◆ **Action item**
Take every line of the material below that includes the string "half" and copy it out.

+---+

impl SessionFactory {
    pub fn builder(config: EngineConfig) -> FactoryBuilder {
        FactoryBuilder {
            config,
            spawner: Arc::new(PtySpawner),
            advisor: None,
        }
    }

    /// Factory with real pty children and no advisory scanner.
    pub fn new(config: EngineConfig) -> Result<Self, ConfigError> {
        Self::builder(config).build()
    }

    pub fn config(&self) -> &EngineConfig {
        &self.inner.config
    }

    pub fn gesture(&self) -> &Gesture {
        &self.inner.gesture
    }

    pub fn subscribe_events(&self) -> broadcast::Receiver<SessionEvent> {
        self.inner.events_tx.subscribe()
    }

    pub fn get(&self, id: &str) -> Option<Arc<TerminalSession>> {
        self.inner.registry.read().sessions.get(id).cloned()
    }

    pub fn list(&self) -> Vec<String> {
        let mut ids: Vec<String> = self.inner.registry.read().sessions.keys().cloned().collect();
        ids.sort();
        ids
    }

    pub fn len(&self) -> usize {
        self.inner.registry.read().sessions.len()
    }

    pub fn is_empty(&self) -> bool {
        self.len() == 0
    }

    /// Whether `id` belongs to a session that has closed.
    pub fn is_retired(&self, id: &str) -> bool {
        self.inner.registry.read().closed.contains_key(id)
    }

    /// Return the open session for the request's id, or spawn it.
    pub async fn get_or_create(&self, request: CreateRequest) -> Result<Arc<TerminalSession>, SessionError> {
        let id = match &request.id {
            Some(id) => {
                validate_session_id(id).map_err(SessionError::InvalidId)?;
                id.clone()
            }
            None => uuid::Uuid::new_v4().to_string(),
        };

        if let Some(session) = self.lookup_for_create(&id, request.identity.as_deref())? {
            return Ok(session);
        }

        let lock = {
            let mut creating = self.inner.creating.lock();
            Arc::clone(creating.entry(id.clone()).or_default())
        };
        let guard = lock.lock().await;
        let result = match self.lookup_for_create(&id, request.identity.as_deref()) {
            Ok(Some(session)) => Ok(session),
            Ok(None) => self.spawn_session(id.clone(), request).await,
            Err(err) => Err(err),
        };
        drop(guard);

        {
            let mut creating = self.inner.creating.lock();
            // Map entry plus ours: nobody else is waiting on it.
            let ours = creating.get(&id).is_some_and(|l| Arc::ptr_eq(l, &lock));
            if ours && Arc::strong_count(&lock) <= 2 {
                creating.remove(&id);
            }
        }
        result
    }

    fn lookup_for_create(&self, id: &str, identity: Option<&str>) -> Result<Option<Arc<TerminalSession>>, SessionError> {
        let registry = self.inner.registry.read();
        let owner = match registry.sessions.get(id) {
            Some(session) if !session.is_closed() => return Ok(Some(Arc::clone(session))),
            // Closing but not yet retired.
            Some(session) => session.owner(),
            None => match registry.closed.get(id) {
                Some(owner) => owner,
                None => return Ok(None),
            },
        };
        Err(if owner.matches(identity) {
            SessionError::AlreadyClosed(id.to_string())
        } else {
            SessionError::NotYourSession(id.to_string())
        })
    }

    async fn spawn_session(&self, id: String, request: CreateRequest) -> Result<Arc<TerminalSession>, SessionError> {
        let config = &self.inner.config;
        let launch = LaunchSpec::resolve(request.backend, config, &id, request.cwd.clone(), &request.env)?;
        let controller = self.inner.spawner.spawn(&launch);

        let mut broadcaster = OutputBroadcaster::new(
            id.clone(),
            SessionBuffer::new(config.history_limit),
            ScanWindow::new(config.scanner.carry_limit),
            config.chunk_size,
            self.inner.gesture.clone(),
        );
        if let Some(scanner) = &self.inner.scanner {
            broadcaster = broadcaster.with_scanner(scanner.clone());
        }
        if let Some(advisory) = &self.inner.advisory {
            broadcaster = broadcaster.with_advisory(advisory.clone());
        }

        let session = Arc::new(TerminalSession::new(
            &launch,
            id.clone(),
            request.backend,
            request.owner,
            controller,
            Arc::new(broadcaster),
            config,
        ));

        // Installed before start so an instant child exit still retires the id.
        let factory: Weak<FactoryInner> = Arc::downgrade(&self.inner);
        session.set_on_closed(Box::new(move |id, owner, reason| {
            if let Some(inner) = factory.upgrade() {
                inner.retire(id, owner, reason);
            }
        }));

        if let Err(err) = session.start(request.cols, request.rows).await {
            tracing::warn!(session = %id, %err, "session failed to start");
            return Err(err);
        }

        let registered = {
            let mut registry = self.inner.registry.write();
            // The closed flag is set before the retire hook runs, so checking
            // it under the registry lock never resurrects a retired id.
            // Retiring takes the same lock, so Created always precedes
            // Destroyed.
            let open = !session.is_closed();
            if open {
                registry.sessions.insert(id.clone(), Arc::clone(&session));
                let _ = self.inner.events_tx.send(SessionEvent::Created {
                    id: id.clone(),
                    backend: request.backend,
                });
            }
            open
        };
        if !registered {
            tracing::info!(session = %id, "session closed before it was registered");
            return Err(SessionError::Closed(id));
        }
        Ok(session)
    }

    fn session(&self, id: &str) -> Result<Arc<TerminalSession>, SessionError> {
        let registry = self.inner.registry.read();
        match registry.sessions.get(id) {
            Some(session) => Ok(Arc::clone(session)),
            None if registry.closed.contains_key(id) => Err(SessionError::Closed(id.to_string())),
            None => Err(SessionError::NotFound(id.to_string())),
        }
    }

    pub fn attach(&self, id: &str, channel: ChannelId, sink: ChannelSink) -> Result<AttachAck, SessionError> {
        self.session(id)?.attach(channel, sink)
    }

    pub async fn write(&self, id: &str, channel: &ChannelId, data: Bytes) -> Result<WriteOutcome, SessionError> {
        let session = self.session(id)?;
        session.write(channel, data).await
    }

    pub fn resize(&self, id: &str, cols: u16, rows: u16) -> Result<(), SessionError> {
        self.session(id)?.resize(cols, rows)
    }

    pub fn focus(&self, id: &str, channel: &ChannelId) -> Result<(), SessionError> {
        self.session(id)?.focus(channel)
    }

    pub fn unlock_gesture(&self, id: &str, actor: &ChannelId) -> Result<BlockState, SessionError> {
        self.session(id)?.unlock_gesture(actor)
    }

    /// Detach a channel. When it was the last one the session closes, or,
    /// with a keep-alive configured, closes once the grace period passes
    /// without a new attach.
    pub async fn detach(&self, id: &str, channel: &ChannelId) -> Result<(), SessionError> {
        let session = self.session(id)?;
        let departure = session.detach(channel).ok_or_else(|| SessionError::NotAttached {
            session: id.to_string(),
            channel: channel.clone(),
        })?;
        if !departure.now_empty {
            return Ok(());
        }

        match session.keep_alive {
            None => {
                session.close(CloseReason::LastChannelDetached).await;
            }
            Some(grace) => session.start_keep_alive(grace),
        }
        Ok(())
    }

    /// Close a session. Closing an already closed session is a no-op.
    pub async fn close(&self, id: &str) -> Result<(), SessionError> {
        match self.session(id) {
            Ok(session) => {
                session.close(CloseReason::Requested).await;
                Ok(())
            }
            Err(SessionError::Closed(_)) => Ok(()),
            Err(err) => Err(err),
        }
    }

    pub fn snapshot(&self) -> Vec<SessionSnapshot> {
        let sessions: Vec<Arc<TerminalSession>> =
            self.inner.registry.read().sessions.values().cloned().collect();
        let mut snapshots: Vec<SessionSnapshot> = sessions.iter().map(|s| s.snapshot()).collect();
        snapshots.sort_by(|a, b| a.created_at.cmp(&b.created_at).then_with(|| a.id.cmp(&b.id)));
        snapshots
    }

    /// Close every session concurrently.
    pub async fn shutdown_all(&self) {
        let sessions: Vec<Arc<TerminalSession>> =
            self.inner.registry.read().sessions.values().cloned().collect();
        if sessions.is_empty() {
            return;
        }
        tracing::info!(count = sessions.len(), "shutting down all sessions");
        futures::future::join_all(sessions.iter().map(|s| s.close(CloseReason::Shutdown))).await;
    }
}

+---+

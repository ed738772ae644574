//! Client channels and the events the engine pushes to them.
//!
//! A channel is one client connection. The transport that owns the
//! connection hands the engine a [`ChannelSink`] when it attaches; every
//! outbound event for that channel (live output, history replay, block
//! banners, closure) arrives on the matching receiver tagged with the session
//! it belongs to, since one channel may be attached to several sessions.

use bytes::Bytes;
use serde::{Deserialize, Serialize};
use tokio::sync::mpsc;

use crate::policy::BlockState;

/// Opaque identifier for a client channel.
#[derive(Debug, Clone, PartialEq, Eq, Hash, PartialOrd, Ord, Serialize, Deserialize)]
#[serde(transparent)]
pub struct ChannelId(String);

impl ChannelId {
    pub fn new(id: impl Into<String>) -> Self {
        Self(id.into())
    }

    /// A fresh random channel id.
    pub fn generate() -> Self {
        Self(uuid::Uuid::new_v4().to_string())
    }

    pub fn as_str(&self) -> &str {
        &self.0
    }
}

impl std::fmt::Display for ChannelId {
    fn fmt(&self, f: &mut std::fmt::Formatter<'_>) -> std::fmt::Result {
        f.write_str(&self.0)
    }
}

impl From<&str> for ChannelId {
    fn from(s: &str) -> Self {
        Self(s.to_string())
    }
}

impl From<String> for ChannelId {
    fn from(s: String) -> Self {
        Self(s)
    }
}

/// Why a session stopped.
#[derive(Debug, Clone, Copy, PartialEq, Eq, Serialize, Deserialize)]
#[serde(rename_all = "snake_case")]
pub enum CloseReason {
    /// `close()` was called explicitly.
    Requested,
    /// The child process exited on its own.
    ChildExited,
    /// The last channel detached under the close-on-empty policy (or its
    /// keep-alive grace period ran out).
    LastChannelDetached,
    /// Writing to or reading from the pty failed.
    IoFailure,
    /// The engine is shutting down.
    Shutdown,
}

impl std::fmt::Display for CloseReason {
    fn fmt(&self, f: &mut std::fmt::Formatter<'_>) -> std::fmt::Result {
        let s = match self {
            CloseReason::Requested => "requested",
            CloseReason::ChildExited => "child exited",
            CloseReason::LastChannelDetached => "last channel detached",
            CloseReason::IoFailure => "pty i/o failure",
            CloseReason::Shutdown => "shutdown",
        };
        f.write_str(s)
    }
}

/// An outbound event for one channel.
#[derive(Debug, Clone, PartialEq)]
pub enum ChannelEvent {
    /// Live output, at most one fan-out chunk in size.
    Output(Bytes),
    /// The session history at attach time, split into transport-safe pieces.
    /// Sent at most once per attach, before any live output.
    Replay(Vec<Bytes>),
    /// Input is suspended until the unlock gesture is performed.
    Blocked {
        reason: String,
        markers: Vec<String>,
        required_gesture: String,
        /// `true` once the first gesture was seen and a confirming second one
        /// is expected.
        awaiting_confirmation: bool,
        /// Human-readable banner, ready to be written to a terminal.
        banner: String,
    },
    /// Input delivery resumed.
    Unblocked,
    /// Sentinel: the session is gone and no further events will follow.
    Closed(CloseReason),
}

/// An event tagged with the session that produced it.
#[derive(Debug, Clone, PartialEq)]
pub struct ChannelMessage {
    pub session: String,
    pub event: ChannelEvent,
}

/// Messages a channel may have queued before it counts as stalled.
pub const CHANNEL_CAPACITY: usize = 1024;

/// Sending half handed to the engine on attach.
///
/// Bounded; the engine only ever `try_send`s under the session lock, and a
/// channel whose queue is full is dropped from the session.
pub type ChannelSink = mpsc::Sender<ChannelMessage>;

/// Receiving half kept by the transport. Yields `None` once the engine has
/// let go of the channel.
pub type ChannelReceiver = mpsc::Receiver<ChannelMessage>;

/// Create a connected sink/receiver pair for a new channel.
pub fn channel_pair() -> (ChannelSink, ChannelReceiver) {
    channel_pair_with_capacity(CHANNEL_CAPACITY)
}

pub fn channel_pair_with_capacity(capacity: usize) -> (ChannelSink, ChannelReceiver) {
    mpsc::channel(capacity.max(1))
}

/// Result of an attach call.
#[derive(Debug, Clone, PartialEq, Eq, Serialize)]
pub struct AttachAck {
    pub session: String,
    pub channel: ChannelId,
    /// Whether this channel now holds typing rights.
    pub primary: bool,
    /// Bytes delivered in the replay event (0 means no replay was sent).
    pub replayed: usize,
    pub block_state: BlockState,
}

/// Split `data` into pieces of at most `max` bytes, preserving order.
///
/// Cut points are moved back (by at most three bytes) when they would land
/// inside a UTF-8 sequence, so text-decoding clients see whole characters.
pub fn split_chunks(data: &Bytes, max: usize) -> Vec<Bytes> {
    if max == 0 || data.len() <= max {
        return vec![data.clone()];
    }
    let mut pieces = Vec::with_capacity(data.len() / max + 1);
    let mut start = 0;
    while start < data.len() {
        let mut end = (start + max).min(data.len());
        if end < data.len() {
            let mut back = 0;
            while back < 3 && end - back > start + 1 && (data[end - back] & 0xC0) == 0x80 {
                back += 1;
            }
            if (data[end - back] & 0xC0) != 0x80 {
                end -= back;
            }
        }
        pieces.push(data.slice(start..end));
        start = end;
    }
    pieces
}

+---+

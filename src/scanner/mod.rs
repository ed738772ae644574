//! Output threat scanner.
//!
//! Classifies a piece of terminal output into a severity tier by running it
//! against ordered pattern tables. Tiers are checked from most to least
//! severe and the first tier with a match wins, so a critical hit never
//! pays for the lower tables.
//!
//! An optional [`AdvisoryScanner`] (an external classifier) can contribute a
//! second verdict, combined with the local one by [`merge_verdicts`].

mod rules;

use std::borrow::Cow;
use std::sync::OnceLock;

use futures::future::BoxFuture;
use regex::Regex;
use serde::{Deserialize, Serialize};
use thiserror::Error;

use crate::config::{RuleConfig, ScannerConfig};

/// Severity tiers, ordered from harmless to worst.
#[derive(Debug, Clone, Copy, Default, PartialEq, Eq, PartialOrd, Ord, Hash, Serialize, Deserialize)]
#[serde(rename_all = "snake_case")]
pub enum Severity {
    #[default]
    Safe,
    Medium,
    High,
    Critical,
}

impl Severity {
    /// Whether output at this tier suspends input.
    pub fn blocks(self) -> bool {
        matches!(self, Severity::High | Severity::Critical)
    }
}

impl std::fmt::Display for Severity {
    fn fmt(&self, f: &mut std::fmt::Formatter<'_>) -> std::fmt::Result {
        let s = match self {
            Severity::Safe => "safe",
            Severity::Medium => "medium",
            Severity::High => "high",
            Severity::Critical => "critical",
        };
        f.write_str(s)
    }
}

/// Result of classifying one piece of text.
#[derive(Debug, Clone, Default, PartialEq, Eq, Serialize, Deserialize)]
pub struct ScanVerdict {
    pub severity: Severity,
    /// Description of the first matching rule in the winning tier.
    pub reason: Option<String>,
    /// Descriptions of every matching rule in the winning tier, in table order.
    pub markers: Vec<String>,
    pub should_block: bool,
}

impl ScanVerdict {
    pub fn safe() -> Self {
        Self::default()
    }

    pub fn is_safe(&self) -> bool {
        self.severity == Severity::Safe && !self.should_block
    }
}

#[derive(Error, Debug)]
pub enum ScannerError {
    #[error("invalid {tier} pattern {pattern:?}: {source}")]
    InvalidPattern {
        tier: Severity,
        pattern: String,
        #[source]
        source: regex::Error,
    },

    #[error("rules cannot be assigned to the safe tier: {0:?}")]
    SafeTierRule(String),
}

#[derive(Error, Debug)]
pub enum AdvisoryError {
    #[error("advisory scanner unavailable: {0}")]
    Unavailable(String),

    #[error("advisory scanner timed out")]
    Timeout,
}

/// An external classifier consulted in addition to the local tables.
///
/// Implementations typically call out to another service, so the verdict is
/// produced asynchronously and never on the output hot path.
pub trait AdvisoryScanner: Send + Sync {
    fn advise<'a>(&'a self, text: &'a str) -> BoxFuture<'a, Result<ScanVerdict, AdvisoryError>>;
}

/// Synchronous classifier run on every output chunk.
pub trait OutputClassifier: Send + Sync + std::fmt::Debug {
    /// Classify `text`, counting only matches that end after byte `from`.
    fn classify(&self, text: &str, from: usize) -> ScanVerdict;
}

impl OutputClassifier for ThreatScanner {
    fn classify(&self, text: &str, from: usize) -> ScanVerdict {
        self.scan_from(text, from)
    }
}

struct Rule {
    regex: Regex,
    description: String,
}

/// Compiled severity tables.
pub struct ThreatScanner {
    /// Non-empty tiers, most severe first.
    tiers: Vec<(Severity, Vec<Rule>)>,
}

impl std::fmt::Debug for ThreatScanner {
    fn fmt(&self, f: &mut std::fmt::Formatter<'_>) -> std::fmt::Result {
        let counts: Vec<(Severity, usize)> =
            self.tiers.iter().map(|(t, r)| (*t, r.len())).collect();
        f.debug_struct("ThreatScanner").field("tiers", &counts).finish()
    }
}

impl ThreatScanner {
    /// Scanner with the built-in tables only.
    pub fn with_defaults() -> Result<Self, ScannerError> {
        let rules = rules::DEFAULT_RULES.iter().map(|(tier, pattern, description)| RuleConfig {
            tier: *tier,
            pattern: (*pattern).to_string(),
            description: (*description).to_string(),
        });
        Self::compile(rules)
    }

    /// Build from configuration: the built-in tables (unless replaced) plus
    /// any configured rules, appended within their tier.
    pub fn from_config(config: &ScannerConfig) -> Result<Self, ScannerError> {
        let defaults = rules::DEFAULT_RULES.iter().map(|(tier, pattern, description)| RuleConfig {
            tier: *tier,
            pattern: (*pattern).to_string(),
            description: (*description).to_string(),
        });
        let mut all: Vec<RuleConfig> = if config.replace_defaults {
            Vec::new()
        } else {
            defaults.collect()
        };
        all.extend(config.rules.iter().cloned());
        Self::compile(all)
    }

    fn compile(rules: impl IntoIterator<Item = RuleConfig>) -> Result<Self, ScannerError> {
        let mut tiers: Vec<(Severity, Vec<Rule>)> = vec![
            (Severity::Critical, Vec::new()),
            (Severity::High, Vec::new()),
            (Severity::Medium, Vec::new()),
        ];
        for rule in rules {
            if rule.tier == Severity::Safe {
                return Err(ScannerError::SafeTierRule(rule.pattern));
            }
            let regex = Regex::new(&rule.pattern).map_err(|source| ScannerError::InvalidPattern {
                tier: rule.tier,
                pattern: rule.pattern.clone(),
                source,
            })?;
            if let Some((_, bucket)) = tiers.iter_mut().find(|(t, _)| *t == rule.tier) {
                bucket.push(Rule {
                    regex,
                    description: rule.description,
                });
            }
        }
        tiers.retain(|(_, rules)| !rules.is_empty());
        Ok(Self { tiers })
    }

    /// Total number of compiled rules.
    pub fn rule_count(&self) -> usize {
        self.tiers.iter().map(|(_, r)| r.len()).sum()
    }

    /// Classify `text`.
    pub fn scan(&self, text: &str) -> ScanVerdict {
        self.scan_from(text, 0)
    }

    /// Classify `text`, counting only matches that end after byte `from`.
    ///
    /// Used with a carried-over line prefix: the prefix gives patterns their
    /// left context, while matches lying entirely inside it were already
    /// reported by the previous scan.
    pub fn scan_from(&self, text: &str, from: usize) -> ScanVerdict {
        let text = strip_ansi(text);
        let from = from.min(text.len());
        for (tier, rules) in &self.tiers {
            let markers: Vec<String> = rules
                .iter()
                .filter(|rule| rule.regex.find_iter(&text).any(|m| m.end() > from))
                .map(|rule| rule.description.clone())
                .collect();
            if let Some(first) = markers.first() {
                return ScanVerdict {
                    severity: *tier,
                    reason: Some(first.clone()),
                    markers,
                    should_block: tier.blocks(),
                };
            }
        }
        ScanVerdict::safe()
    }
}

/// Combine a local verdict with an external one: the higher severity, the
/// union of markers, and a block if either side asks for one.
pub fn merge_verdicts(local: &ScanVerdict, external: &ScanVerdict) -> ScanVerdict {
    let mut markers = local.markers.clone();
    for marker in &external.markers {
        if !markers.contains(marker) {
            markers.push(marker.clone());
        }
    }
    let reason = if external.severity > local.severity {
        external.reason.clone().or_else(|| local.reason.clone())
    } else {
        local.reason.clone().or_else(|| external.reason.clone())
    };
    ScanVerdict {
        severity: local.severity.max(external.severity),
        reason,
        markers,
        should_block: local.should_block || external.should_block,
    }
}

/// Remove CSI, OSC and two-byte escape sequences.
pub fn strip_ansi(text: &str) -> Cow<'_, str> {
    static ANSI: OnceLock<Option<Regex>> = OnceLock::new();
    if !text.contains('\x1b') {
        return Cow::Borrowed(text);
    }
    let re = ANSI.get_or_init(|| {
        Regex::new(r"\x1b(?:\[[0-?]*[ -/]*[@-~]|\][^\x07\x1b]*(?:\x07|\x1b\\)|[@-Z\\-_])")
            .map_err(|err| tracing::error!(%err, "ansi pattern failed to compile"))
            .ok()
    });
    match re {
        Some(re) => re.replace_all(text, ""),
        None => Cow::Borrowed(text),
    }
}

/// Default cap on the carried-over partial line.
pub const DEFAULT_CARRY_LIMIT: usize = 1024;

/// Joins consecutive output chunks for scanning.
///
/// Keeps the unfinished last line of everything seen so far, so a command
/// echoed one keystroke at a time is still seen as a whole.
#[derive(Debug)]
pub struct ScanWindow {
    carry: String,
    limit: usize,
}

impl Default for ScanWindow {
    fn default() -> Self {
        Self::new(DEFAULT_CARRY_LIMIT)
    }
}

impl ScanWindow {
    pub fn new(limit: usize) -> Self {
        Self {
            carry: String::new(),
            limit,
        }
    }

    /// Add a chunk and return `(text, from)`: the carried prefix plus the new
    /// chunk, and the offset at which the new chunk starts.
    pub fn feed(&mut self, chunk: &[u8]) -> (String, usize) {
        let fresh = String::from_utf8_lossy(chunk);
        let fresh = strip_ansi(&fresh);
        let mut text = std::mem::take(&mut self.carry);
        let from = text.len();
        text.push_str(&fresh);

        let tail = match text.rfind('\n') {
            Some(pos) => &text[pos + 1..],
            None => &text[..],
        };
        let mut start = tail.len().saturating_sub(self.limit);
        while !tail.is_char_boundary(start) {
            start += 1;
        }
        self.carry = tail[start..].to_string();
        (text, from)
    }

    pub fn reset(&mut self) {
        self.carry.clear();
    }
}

+---+

◆ **Task output**
/// Sending half handed to the engine on attach.
/// Receiving half kept by the transport. Yields `None` once the engine has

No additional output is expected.